◆ **Your instructions**
Copy word for word, please, the lines of the entries below running from the one containing "Credential. Providers that" to the one containing "Sets the model.", both ends included.

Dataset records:
= Beginning of Section =

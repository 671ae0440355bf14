//! Provider configuration, injected at startup.
//!
//! Every provider gets a [`ProviderEndpoint`]. Values come from `WARDEN_*`
//! environment variables; nothing is hardcoded beyond public base URLs.
//!
//! | Prefix                 | Provider                         |
//! |------------------------|----------------------------------|
//! | `WARDEN_TEXT_LLM`      | LLM text classifier              |
//! | `WARDEN_VIRUS_SCAN`    | website virus scan (URLs)        |
//! | `WARDEN_SAFE_BROWSING` | Safe Browsing lookup (URLs)      |
//! | `WARDEN_FILE_LLM`      | LLM content review (text files)  |
//! | `WARDEN_BINARY_SCAN`   | binary malware scan (files)      |
//!
//! Each prefix accepts `_BASE_URL`, `_API_KEY`, `_API_SECRET`, `_MODEL` and
//! `_TIMEOUT_SECS`. `WARDEN_LLM_API_KEY` is shared by both LLM endpoints
//! unless overridden. `WARDEN_TEXT_FALLBACK` enables heuristic fallback for
//! text.

use std::time::Duration;

use thiserror::Error;

/// Configuration errors.
#[derive(Debug, Error)]
pub enum ConfigError {
    #[error("invalid value for {key}: {value}")]
    InvalidValue { key: String, value: String },

    #[error("failed to build HTTP client: {0}")]
    HttpClient(#[from] reqwest::Error),
}

/// Connection settings for one provider.
#[derive(Clone, PartialEq, Eq)]
pub struct ProviderEndpoint {
    /// Base URL without a trailing slash.
    pub base_url: String,
    /// Credential. Providers that need one report `Unconfigured` without it.
    pub api_key: Option<String>,
    /// Secondary credential (basic-auth password).
    pub api_secret: Option<String>,
    /// Model name for LLM providers.
    pub model: Option<String>,
    /// Per-call timeout in seconds.
    pub timeout_secs: u64,
}

impl ProviderEndpoint {
    /// Creates an endpoint with no credentials.
    pub fn new(base_url: impl Into<String>, timeout_secs: u64) -> Self {
        Self {
            base_url: base_url.into(),
            api_key: None,
            api_secret: None,
            model: None,
            timeout_secs,
        }
    }

    /// Sets the API key.
    pub fn with_api_key(mut self, key: impl Into<String>) -> Self {
        self.api_key = Some(key.into());
        self
    }

    /// Sets the API secret.
    pub fn with_api_secret(mut self, secret: impl Into<String>) -> Self {
        self.api_secret = Some(secret.into());
        self
    }

    /// Sets the model.
    pub fn with_model(mut self, model: impl Into<String>) -> Self {
        self.model = Some(model.into());
        self
    }

    /// Returns the API key if present and non-empty.
    pub fn api_key(&self) -> Option<&str> {
        self.api_key.as_deref().filter(|k| !k.trim().is_empty())
    }

    /// Returns the API secret if present and non-empty.
    pub fn api_secret(&self) -> Option<&str> {
        self.api_secret.as_deref().filter(|s| !s.trim().is_empty())
    }

    /// Returns the per-call timeout.
    pub fn timeout(&self) -> Duration {
        Duration::from_secs(self.timeout_secs)
    }

    /// Joins a path onto the base URL.
    pub fn url(&self, path: &str) -> String {
        format!(
            "{}/{}",
            self.base_url.trim_end_matches('/'),
            path.trim_start_matches('/')
        )
    }
}

// Credentials must never reach the logs.
impl std::fmt::Debug for ProviderEndpoint {
    fn fmt(&self, f: &mut std::fmt::Formatter<'_>) -> std::fmt::Result {
        let redact = |v: &Option<String>| v.as_ref().map(|_| "<redacted>");
        f.debug_struct("ProviderEndpoint")
            .field("base_url", &self.base_url)
            .field("api_key", &redact(&self.api_key))
            .field("api_secret", &redact(&self.api_secret))
            .field("model", &self.model)
            .field("timeout_secs", &self.timeout_secs)
            .finish()
    }
}

/// Default model for the LLM providers.
pub const DEFAULT_LLM_MODEL: &str = "gpt-4o-mini";

/// Configuration for every provider in the pipeline.
#[derive(Debug, Clone, PartialEq, Eq)]
pub struct WardenConfig {
    pub text_llm: ProviderEndpoint,
    pub virus_scan: ProviderEndpoint,
    pub safe_browsing: ProviderEndpoint,
    pub file_llm: ProviderEndpoint,
    pub binary_scan: ProviderEndpoint,
    /// Degrade text classification to the heuristic when the LLM fails.
    /// Off by default: text failures surface as `ServiceUnavailable`.
    pub text_fallback_on_failure: bool,
}

impl Default for WardenConfig {
    fn default() -> Self {
        Self {
            text_llm: ProviderEndpoint::new("https://api.openai.com/v1", 10)
                .with_model(DEFAULT_LLM_MODEL),
            virus_scan: ProviderEndpoint::new("https://api.cloudmersive.com", 15),
            safe_browsing: ProviderEndpoint::new("https://safebrowsing.googleapis.com/v4", 10),
            file_llm: ProviderEndpoint::new("https://api.openai.com/v1", 20)
                .with_model(DEFAULT_LLM_MODEL),
            binary_scan: ProviderEndpoint::new("https://api-us1.scanii.com/v2.2", 20),
            text_fallback_on_failure: false,
        }
    }
}

impl WardenConfig {
    /// Loads configuration from the process environment.
    pub fn from_env() -> Result<Self, ConfigError> {
        Self::from_lookup(|key| std::env::var(key).ok())
    }

    /// Loads configuration through a key lookup, starting from defaults.
    pub fn from_lookup<F>(lookup: F) -> Result<Self, ConfigError>
    where
        F: Fn(&str) -> Option<String>,
    {
        let mut config = Self::default();
        let shared_llm_key = lookup("WARDEN_LLM_API_KEY");

        if let Some(key) = &shared_llm_key {
            config.text_llm.api_key = Some(key.clone());
            config.file_llm.api_key = Some(key.clone());
        }

        apply_overrides(&lookup, "WARDEN_TEXT_LLM", &mut config.text_llm)?;
        apply_overrides(&lookup, "WARDEN_VIRUS_SCAN", &mut config.virus_scan)?;
        apply_overrides(&lookup, "WARDEN_SAFE_BROWSING", &mut config.safe_browsing)?;
        apply_overrides(&lookup, "WARDEN_FILE_LLM", &mut config.file_llm)?;
        apply_overrides(&lookup, "WARDEN_BINARY_SCAN", &mut config.binary_scan)?;

        if let Some(value) = lookup("WARDEN_TEXT_FALLBACK") {
            config.text_fallback_on_failure = parse_bool("WARDEN_TEXT_FALLBACK", &value)?;
        }

        Ok(config)
    }
}

fn apply_overrides<F>(
    lookup: &F,
    prefix: &str,
    endpoint: &mut ProviderEndpoint,
) -> Result<(), ConfigError>
where
    F: Fn(&str) -> Option<String>,
{
    if let Some(v) = lookup(&format!("{prefix}_BASE_URL")) {
        endpoint.base_url = v;
    }
    if let Some(v) = lookup(&format!("{prefix}_API_KEY")) {
        endpoint.api_key = Some(v);
    }
    if let Some(v) = lookup(&format!("{prefix}_API_SECRET")) {
        endpoint.api_secret = Some(v);
    }
    if let Some(v) = lookup(&format!("{prefix}_MODEL")) {
        endpoint.model = Some(v);
    }

    let key = format!("{prefix}_TIMEOUT_SECS");
    if let Some(v) = lookup(&key) {
        endpoint.timeout_secs = v
            .trim()
            .parse()
            .map_err(|_| ConfigError::InvalidValue { key, value: v })?;
    }

    Ok(())
}

fn parse_bool(key: &str, value: &str) -> Result<bool, ConfigError> {
    match value.trim().to_ascii_lowercase().as_str() {
        "1" | "true" | "yes" | "on" => Ok(true),
        "0" | "false" | "no" | "off" => Ok(false),
        _ => Err(ConfigError::InvalidValue {
            key: key.to_string(),
            value: value.to_string(),
        }),
    }
}

#[cfg(test)]
mod tests {
    use super::*;
    use std::collections::HashMap;

    fn lookup(pairs: &[(&str, &str)]) -> impl Fn(&str) -> Option<String> {
        let map: HashMap<String, String> = pairs
            .iter()
            .map(|(k, v)| (k.to_string(), v.to_string()))
            .collect();
        move |key| map.get(key).cloned()
    }

    #[test]
    fn defaults_have_no_credentials() {
        let config = WardenConfig::default();
        assert!(config.text_llm.api_key().is_none());
        assert!(config.binary_scan.api_secret().is_none());
        assert!(!config.text_fallback_on_failure);
        assert_eq!(config.text_llm.timeout(), Duration::from_secs(10));
        assert_eq!(config.file_llm.timeout(), Duration::from_secs(20));
    }

    #[test]
    fn shared_llm_key_applies_to_both_llm_endpoints() {
        let config = WardenConfig::from_lookup(lookup(&[("WARDEN_LLM_API_KEY", "sk-shared")])).unwrap();
        assert_eq!(config.text_llm.api_key(), Some("sk-shared"));
        assert_eq!(config.file_llm.api_key(), Some("sk-shared"));
    }

    #[test]
    fn prefixed_values_override_shared_key() {
        let config = WardenConfig::from_lookup(lookup(&[
            ("WARDEN_LLM_API_KEY", "sk-shared"),
            ("WARDEN_FILE_LLM_API_KEY", "sk-file"),
            ("WARDEN_FILE_LLM_MODEL", "local-model"),
            ("WARDEN_BINARY_SCAN_TIMEOUT_SECS", "12"),
            ("WARDEN_VIRUS_SCAN_BASE_URL", "http://localhost:9000/"),
        ]))
        .unwrap();

        assert_eq!(config.text_llm.api_key(), Some("sk-shared"));
        assert_eq!(config.file_llm.api_key(), Some("sk-file"));
        assert_eq!(config.file_llm.model.as_deref(), Some("local-model"));
        assert_eq!(config.binary_scan.timeout_secs, 12);
        assert_eq!(
            config.virus_scan.url("/virus/scan/website"),
            "http://localhost:9000/virus/scan/website"
        );
    }

    #[test]
    fn invalid_timeout_is_rejected() {
        let err = WardenConfig::from_lookup(lookup(&[("WARDEN_TEXT_LLM_TIMEOUT_SECS", "soon")]))
            .unwrap_err();
        assert!(err.to_string().contains("WARDEN_TEXT_LLM_TIMEOUT_SECS"));
    }

    #[test]
    fn text_fallback_flag_parses() {
        let config = WardenConfig::from_lookup(lookup(&[("WARDEN_TEXT_FALLBACK", "yes")])).unwrap();
        assert!(config.text_fallback_on_failure);
        assert!(WardenConfig::from_lookup(lookup(&[("WARDEN_TEXT_FALLBACK", "maybe")])).is_err());
    }

    #[test]
    fn blank_key_counts_as_missing() {
        let endpoint = ProviderEndpoint::new("http://x", 5).with_api_key("   ");
        assert!(endpoint.api_key().is_none());
    }

    #[test]
    fn debug_output_redacts_credentials() {
        let endpoint = ProviderEndpoint::new("http://x", 5)
            .with_api_key("sk-secret")
            .with_api_secret("hunter2");
        let out = format!("{endpoint:?}");
        assert!(!out.contains("sk-secret"));
        assert!(!out.contains("hunter2"));
        assert!(out.contains("<redacted>"));
    }

    #[test]
    fn loaded_config_debug_never_shows_keys() {
        let config = WardenConfig::from_lookup(lookup(&[
            ("WARDEN_LLM_API_KEY", "sk-shared"),
            ("WARDEN_BINARY_SCAN_API_KEY", "scan-key"),
            ("WARDEN_BINARY_SCAN_API_SECRET", "scan-secret"),
        ]))
        .unwrap();

        let out = format!("{config:?}");
        for secret in ["sk-shared", "scan-key", "scan-secret"] {
            assert!(!out.contains(secret), "{secret} leaked");
        }
    }
}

= End of Section =

◆ **Written reply**
    /// Credential. Providers that need one report `Unconfigured` without it.
    pub api_key: Option<String>,
    /// Secondary credential (basic-auth password).
    pub api_secret: Option<String>,
    /// Model name for LLM providers.
    pub model: Option<String>,
    /// Per-call timeout in seconds.
    pub timeout_secs: u64,
}

impl ProviderEndpoint {
    /// Creates an endpoint with no credentials.
    pub fn new(base_url: impl Into<String>, timeout_secs: u64) -> Self {
        Self {
            base_url: base_url.into(),
            api_key: None,
            api_secret: None,
            model: None,
            timeout_secs,
        }
    }

    /// Sets the API key.
    pub fn with_api_key(mut self, key: impl Into<String>) -> Self {
        self.api_key = Some(key.into());
        self
    }

    /// Sets the API secret.
    pub fn with_api_secret(mut self, secret: impl Into<String>) -> Self {
        self.api_secret = Some(secret.into());
        self
    }

    /// Sets the model.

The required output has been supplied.